4      I have thought much about my trip with   Disney in the two years since we went.  They were young (the producer and directors were in their forties, and the others were in their twenties and thirties), and they were quite unselfconsciously absorbed in their work.  I had thought at first that the trip would be somewhat of a junket, and this may even have been one of Disney's intentions.  Work on the film had reached a watershed and time off for some R & R seemed appropriate; halfway through the nearly five years it takes to make a Disney animated feature, preliminary preparation was completed and the number of people engaged in the enterprise was about to increase tenfold as they entered full-scale  production. 
      But this was a vacation for Hercules, not from Hercules.  The crew talked incessantly about the project, they took thousands of photographs and miles of videotape, and there was scarcely a moment when someone wasn't drawing on the ubiquitous sketch-pads. 
      The group was quintessential Disney.  Humor and laughter were always present, and so were young children.  Wherever we stopped, Greek or Turkish kids seemed magnetically drawn to us, and all the group members (especially director John Musker) would dash off caricatures or drawings of Disney characters and pass them out.  And they all, especially the artists, were intensely visual; as producer Alice Dewey told me, "If you want to communicate with these Disney people, don't write it down — draw a picture."
      I had been visiting and studying the ancient monuments we saw for nearly 30 years, but the Disney people taught me how to see these things in a new way.  Their relentless search for detail and perspective put everything, whether temples or sculptures or simply gorgeous scenery, in a new light.  The architectural refinements of the Parthenon, routinely disseminated to years of classes and tour groups, received new life when seen through the artist's eye.
      Most of all, I appreciated being present at the birth of a new myth.  As I mentioned at the outset, the surviving myth of Hercules is hardly suitable for a Disney cartoon.  But the script of Musker and co-director Ron Clements took many of the elements of the Greek myth and rearranged them in a new structure that was novel and coherent, yet retained much of the mythic essence of the ancient narrative. 
      This, of course, is not so different from what ancient poets and dramatists did; the Hercules myth of the 8th century (the time of the earliest surviving material) is different from that of the 6th century, and that in turn differs from portrayals of the 5th century.  Hercules could even appear quite differently in separate works by one writer, as Euripides' plays demonstrate.
      But there is an essential Hercules, just as there is an essential function of myth, and this is what the Disney people got right.  Myth has many roles and uses — it entertains, it amuses, it teaches, it justifies, and so on — but its primary function is psychological:  to bring about (even for adults) the recapture of primal satisfaction, through the often-symbolic representation of childhood wishes, fears, and fantasies (which persist, even in the adult mind). 

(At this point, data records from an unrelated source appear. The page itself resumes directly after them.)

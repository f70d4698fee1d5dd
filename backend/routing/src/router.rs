/// Model router: pick the model tier for each orchestration turn.
///
/// Reasoning-heavy turns go to the large tier, validation to the medium tier,
/// and bulk lookups to the small tier. Once any budget dimension crosses the
/// configured threshold every turn is pushed down to the small tier.
use serde::{Deserialize, Serialize};
use tracing::debug;

use tubelens_core::{BudgetUsage, SessionState, TurnType};

// ---------------------------------------------------------------------------
// Tiers
// ---------------------------------------------------------------------------

#[derive(Debug, Clone, Copy, PartialEq, Eq, Hash, PartialOrd, Ord, Serialize, Deserialize)]
#[serde(rename_all = "snake_case")]
pub enum ModelTier {
    Small,
    Medium,
    Large,
}

impl ModelTier {
    /// Tier a turn runs on when the budget is healthy.
    pub fn for_turn(turn: TurnType) -> Self {
        match turn {
            TurnType::HypothesisGeneration | TurnType::Finalization => ModelTier::Large,
            TurnType::Validation => ModelTier::Medium,
            TurnType::Enrichment | TurnType::Lookup => ModelTier::Small,
        }
    }
}

impl std::fmt::Display for ModelTier {
    fn fmt(&self, f: &mut std::fmt::Formatter<'_>) -> std::fmt::Result {
        match self {
            ModelTier::Small => write!(f, "small"),
            ModelTier::Medium => write!(f, "medium"),
            ModelTier::Large => write!(f, "large"),
        }
    }
}

/// Tier → model id map.
#[derive(Debug, Clone, PartialEq, Eq, Serialize, Deserialize)]
#[serde(rename_all = "camelCase", default)]
pub struct TierModels {
    pub large: String,
    pub medium: String,
    pub small: String,
}

impl Default for TierModels {
    fn default() -> Self {
        Self {
            large: "gpt-5".to_string(),
            medium: "gpt-5-mini".to_string(),
            small: "gpt-5-nano".to_string(),
        }
    }
}

impl TierModels {
    pub fn model_for(&self, tier: ModelTier) -> &str {
        match tier {
            ModelTier::Large => &self.large,
            ModelTier::Medium => &self.medium,
            ModelTier::Small => &self.small,
        }
    }

    pub fn tier_of(&self, model: &str) -> Option<ModelTier> {
        [ModelTier::Large, ModelTier::Medium, ModelTier::Small]
            .into_iter()
            .find(|tier| self.model_for(*tier) == model)
    }
}

#[derive(Debug, Clone, PartialEq, Serialize, Deserialize)]
#[serde(rename_all = "camelCase", default)]
pub struct RouterConfig {
    pub models: TierModels,
    /// Usage ratio (of any cap) at which turns are forced to the small tier.
    pub budget_threshold: f64,
}

impl Default for RouterConfig {
    fn default() -> Self {
        Self {
            models: TierModels::default(),
            budget_threshold: 0.8,
        }
    }
}

// ---------------------------------------------------------------------------
// Routing
// ---------------------------------------------------------------------------

#[derive(Debug, Clone, PartialEq, Serialize, Deserialize)]
#[serde(rename_all = "camelCase")]
pub struct RouteDecision {
    pub model: String,
    pub tier: ModelTier,
    pub reason: String,
    /// The chosen model differs from the session's current model.
    pub switch_required: bool,
}

#[derive(Debug, Clone, Default)]
pub struct ModelRouter {
    config: RouterConfig,
}

impl ModelRouter {
    pub fn new(config: RouterConfig) -> Self {
        Self { config }
    }

    pub fn config(&self) -> &RouterConfig {
        &self.config
    }

    pub fn route(&self, turn: TurnType, state: &SessionState, usage: &BudgetUsage) -> RouteDecision {
        let (tier, reason) = match self.budget_pressure(state, usage) {
            Some(pressure) => (ModelTier::Small, format!("Budget constraint: {}", pressure)),
            None => {
                let tier = ModelTier::for_turn(turn);
                (tier, format!("{} turn uses the {} tier", turn, tier))
            }
        };

        let model = self.config.models.model_for(tier).to_string();
        let switch_required = model != state.current_model;
        debug!(
            session_id = %state.session_id,
            turn = %turn,
            tier = %tier,
            model = %model,
            switch_required,
            "Routed turn"
        );

        RouteDecision {
            model,
            tier,
            reason,
            switch_required,
        }
    }

    /// Describe the first budget dimension at or past the threshold.
    fn budget_pressure(&self, state: &SessionState, usage: &BudgetUsage) -> Option<String> {
        let caps = &state.budget_caps;
        let dimensions = [
            ("token", usage.token_ratio(caps)),
            ("tool call", usage.tool_call_ratio(caps)),
            ("time", usage.time_ratio(caps)),
        ];
        dimensions
            .into_iter()
            .find(|(_, ratio)| *ratio >= self.config.budget_threshold)
            .map(|(label, ratio)| format!("{:.0}% of {} budget used", ratio * 100.0, label))
    }
}
use anyhow::Result;
use async_trait::async_trait;

/// An analytic capability the orchestrator can invoke (topic clustering,
/// performance scoring, channel baselines, transcripts, ...).
///
/// Handlers receive params already validated against the tool's declared
/// schema and must not touch orchestrator state; every effect is recorded by
/// the session manager from the returned value.
#[async_trait]
pub trait Tool: Send + Sync {
    /// Unique name of the tool (e.g., "channel_baseline").
    fn name(&self) -> &str;

    /// Run the tool. Return a [`crate::ToolFailure`] to control retry behavior.
    async fn call(&self, params: serde_json::Value) -> Result<serde_json::Value>;
}
//! TubeLens runtime configuration schema.
//!
//! Every section is optional in YAML; `apply_all_defaults` fills the gaps so
//! the typed accessors below never have to guess.

use std::collections::BTreeMap;

use serde::{Deserialize, Serialize};
use tubelens_core::BudgetCaps;
use tubelens_planner::SelectorConfig;
use tubelens_routing::RouterConfig;

// ---------------------------------------------------------------------------
// Top-level config
// ---------------------------------------------------------------------------

#[derive(Debug, Clone, Default, PartialEq, Serialize, Deserialize)]
#[serde(rename_all = "camelCase")]
pub struct TubeLensConfig {
    /// Per-session resource caps
    #[serde(default, skip_serializing_if = "Option::is_none")]
    pub budget: Option<BudgetConfig>,

    /// Mode selection weights and fallback thresholds
    #[serde(default, skip_serializing_if = "Option::is_none")]
    pub selector: Option<SelectorConfig>,

    /// Tier → model map and budget pressure threshold
    #[serde(default, skip_serializing_if = "Option::is_none")]
    pub router: Option<RouterConfig>,

    /// What survives a model switch
    #[serde(default, skip_serializing_if = "Option::is_none")]
    pub compaction: Option<CompactionConfig>,

    /// Retry of recoverable tool failures
    #[serde(default, skip_serializing_if = "Option::is_none")]
    pub retry: Option<RetryConfig>,

    /// Analytic engine endpoints
    #[serde(default, skip_serializing_if = "Option::is_none")]
    pub tools: Option<ToolsConfig>,

    /// Agentic planner service
    #[serde(default, skip_serializing_if = "Option::is_none")]
    pub agent: Option<AgentConfig>,

    /// Model prices in USD per 1k tokens, merged over the built-in table
    #[serde(default, skip_serializing_if = "BTreeMap::is_empty")]
    pub pricing: BTreeMap<String, f64>,

    #[serde(default, skip_serializing_if = "Option::is_none")]
    pub logging: Option<LoggingConfig>,
}

// ---------------------------------------------------------------------------
// Sections
// ---------------------------------------------------------------------------

#[derive(Debug, Clone, Default, PartialEq, Eq, Serialize, Deserialize)]
#[serde(rename_all = "camelCase")]
pub struct BudgetConfig {
    #[serde(default, skip_serializing_if = "Option::is_none")]
    pub max_fanouts: Option<u32>,
    #[serde(default, skip_serializing_if = "Option::is_none")]
    pub max_validations: Option<u32>,
    #[serde(default, skip_serializing_if = "Option::is_none")]
    pub max_candidates: Option<u32>,
    #[serde(default, skip_serializing_if = "Option::is_none")]
    pub max_tokens: Option<u64>,
    #[serde(default, skip_serializing_if = "Option::is_none")]
    pub max_duration_ms: Option<u64>,
    #[serde(default, skip_serializing_if = "Option::is_none")]
    pub max_tool_calls: Option<u32>,
}

impl BudgetConfig {
    /// Resolve into caps, taking unset fields from `BudgetCaps::default()`.
    pub fn to_caps(&self) -> BudgetCaps {
        let d = BudgetCaps::default();
        BudgetCaps {
            max_fanouts: self.max_fanouts.unwrap_or(d.max_fanouts),
            max_validations: self.max_validations.unwrap_or(d.max_validations),
            max_candidates: self.max_candidates.unwrap_or(d.max_candidates),
            max_tokens: self.max_tokens.unwrap_or(d.max_tokens),
            max_duration_ms: self.max_duration_ms.unwrap_or(d.max_duration_ms),
            max_tool_calls: self.max_tool_calls.unwrap_or(d.max_tool_calls),
        }
    }
}

#[derive(Debug, Clone, Default, PartialEq, Eq, Serialize, Deserialize)]
#[serde(rename_all = "camelCase")]
pub struct CompactionConfig {
    /// Most recent tool calls kept across a switch
    #[serde(default, skip_serializing_if = "Option::is_none")]
    pub keep_tool_calls: Option<usize>,
    /// Top-scoring patterns kept across a switch
    #[serde(default, skip_serializing_if = "Option::is_none")]
    pub keep_patterns: Option<usize>,
}

#[derive(Debug, Clone, Default, PartialEq, Serialize, Deserialize)]
#[serde(rename_all = "camelCase")]
pub struct RetryConfig {
    #[serde(default, skip_serializing_if = "Option::is_none")]
    pub max_attempts: Option<u32>,
    #[serde(default, skip_serializing_if = "Option::is_none")]
    pub base_delay_ms: Option<u64>,
    #[serde(default, skip_serializing_if = "Option::is_none")]
    pub backoff_factor: Option<f64>,
    #[serde(default, skip_serializing_if = "Option::is_none")]
    pub max_delay_ms: Option<u64>,
    #[serde(default, skip_serializing_if = "Option::is_none")]
    pub jitter: Option<bool>,
}

#[derive(Debug, Clone, Default, PartialEq, Eq, Serialize, Deserialize)]
#[serde(rename_all = "camelCase")]
pub struct ToolsConfig {
    /// Engines without an explicit endpoint are served at `{baseUrl}/{tool}`.
    #[serde(default, skip_serializing_if = "Option::is_none")]
    pub base_url: Option<String>,
    /// Per-tool endpoint overrides, keyed by tool name.
    #[serde(default, skip_serializing_if = "BTreeMap::is_empty")]
    pub endpoints: BTreeMap<String, String>,
    #[serde(default, skip_serializing_if = "Option::is_none")]
    pub timeout_ms: Option<u64>,
}

impl ToolsConfig {
    /// Endpoint for `tool`, if one is configured.
    pub fn endpoint_for(&self, tool: &str) -> Option<String> {
        if let Some(endpoint) = self.endpoints.get(tool) {
            return Some(endpoint.clone());
        }
        self.base_url
            .as_deref()
            .map(|base| format!("{}/{}", base.trim_end_matches('/'), tool))
    }
}

#[derive(Debug, Clone, Default, PartialEq, Eq, Serialize, Deserialize)]
#[serde(rename_all = "camelCase")]
pub struct AgentConfig {
    /// Agentic mode is only available when this is set.
    #[serde(default, skip_serializing_if = "Option::is_none")]
    pub planner_endpoint: Option<String>,
    #[serde(default, skip_serializing_if = "Option::is_none")]
    pub api_key: Option<String>,
    #[serde(default, skip_serializing_if = "Option::is_none")]
    pub timeout_ms: Option<u64>,
    #[serde(default, skip_serializing_if = "Option::is_none")]
    pub max_turns: Option<u32>,
}

#[derive(Debug, Clone, Default, PartialEq, Eq, Serialize, Deserialize)]
#[serde(rename_all = "camelCase")]
pub struct LoggingConfig {
    /// trace | debug | info | warn | error
    #[serde(default, skip_serializing_if = "Option::is_none")]
    pub level: Option<String>,
    /// Directory for the daily JSON log; console only when unset.
    #[serde(default, skip_serializing_if = "Option::is_none")]
    pub dir: Option<String>,
}

// ---------------------------------------------------------------------------
// Typed accessors
// ---------------------------------------------------------------------------

impl TubeLensConfig {
    pub fn budget_caps(&self) -> BudgetCaps {
        self.budget.clone().unwrap_or_default().to_caps()
    }

    pub fn selector_config(&self) -> SelectorConfig {
        self.selector.clone().unwrap_or_default()
    }

    pub fn router_config(&self) -> RouterConfig {
        self.router.clone().unwrap_or_default()
    }

    pub fn tools_config(&self) -> ToolsConfig {
        self.tools.clone().unwrap_or_default()
    }

    pub fn agent_config(&self) -> AgentConfig {
        self.agent.clone().unwrap_or_default()
    }
}

#[cfg(test)]
mod tests {
    use super::*;

    #[test]
    fn test_partial_yaml_parses() {
        let yaml = r#"
budget:
  maxToolCalls: 20
router:
  budgetThreshold: 0.7
tools:
  baseUrl: http://engines.local:8080/
  endpoints:
    transcript: http://transcripts.local/fetch
"#;
        let config: TubeLensConfig = serde_yaml::from_str(yaml).unwrap();
        let caps = config.budget_caps();
        assert_eq!(caps.max_tool_calls, 20);
        assert_eq!(caps.max_tokens, BudgetCaps::default().max_tokens);
        assert_eq!(config.router_config().budget_threshold, 0.7);
        assert_eq!(config.router_config().models.small, "gpt-5-nano");

        let tools = config.tools_config();
        assert_eq!(
            tools.endpoint_for("transcript").as_deref(),
            Some("http://transcripts.local/fetch")
        );
        assert_eq!(
            tools.endpoint_for("topic_clusters").as_deref(),
            Some("http://engines.local:8080/topic_clusters")
        );
    }

    #[test]
    fn test_no_base_url_means_no_endpoint() {
        assert!(ToolsConfig::default().endpoint_for("transcript").is_none());
    }
}
//! Safe-to-print config snapshots: secret fields are masked.

use serde_json::Value;

const SENSITIVE_KEYS: &[&str] = &["apiKey", "api_key", "token", "accessToken", "secret", "password"];

/// Replace every sensitive string with its first four characters and `***`.
pub fn redact(value: &Value) -> Value {
    redact_recursive(value, "")
}

fn is_sensitive_key(key: &str) -> bool {
    SENSITIVE_KEYS.iter().any(|k| k.eq_ignore_ascii_case(key))
}

fn redact_recursive(value: &Value, key: &str) -> Value {
    match value {
        Value::String(s) if is_sensitive_key(key) && !s.is_empty() => {
            let hint: String = s.chars().take(4).collect();
            if s.chars().count() > 4 {
                Value::String(format!("{hint}***"))
            } else {
                Value::String("***".to_string())
            }
        }
        Value::Array(items) => Value::Array(items.iter().map(|v| redact_recursive(v, key)).collect()),
        Value::Object(map) => Value::Object(
            map.iter()
                .map(|(k, v)| (k.clone(), redact_recursive(v, k)))
                .collect(),
        ),
        other => other.clone(),
    }
}

#[cfg(test)]
mod tests {
    use super::*;
    use serde_json::json;

    #[test]
    fn masks_planner_key_only() {
        let v = json!({
            "agent": {"plannerEndpoint": "https://planner.local", "apiKey": "sk-live-123456"},
            "budget": {"maxTokens": 100000}
        });
        let r = redact(&v);
        assert_eq!(r["agent"]["apiKey"], "sk-l***");
        assert_eq!(r["agent"]["plannerEndpoint"], "https://planner.local");
        assert_eq!(r["budget"]["maxTokens"], 100000);
    }

    #[test]
    fn short_secrets_fully_masked() {
        let r = redact(&json!({"token": "abc"}));
        assert_eq!(r["token"], "***");
    }
}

      The Greek myth of Hercules, with all its gratuitous violence and its strange (to us) sexual needs and behavior, is the most complicated and various of all myths.  Yet this bewildering complexity is comprised of countless variations on three main themes:  to find the right female, who is ultimately the good and nurturant mother; to establish masculine identity through a series of trials and demonstrations of virility; and to win immortality.  And these three themes may be summarized, at least for Hercules, in the son's quest to win the object of desire by replacing, or at least proving himself equal to, his father.
      If you think about these themes when you see the movie Hercules, you will see how they recur, in both old and new ways, throughout the film.  In the movie as in the ancient myth, life appears as a never-ending series of trials and labors in which the hero strives to deal with the multiple representations of the parental objects of childhood fear and desire.  The ultimate goal, always sought but never reached, is radically and impossibly nostalgic:  to restore the absolute bliss of earliest childhood while at the same time achieving an individual and significant identity.
      This is what the myth is about; in fact, it is what all myth is primarily about.  It also happens to be what life is about.  And, at least as I can judge from reading the script, seeing the pictures, and hearing the ideas of its creators, it is what the movie Hercules is about.  And that is one of the reasons I am happy not only to have participated in the Disney trip but also to have seen first-hand the creation of a new myth.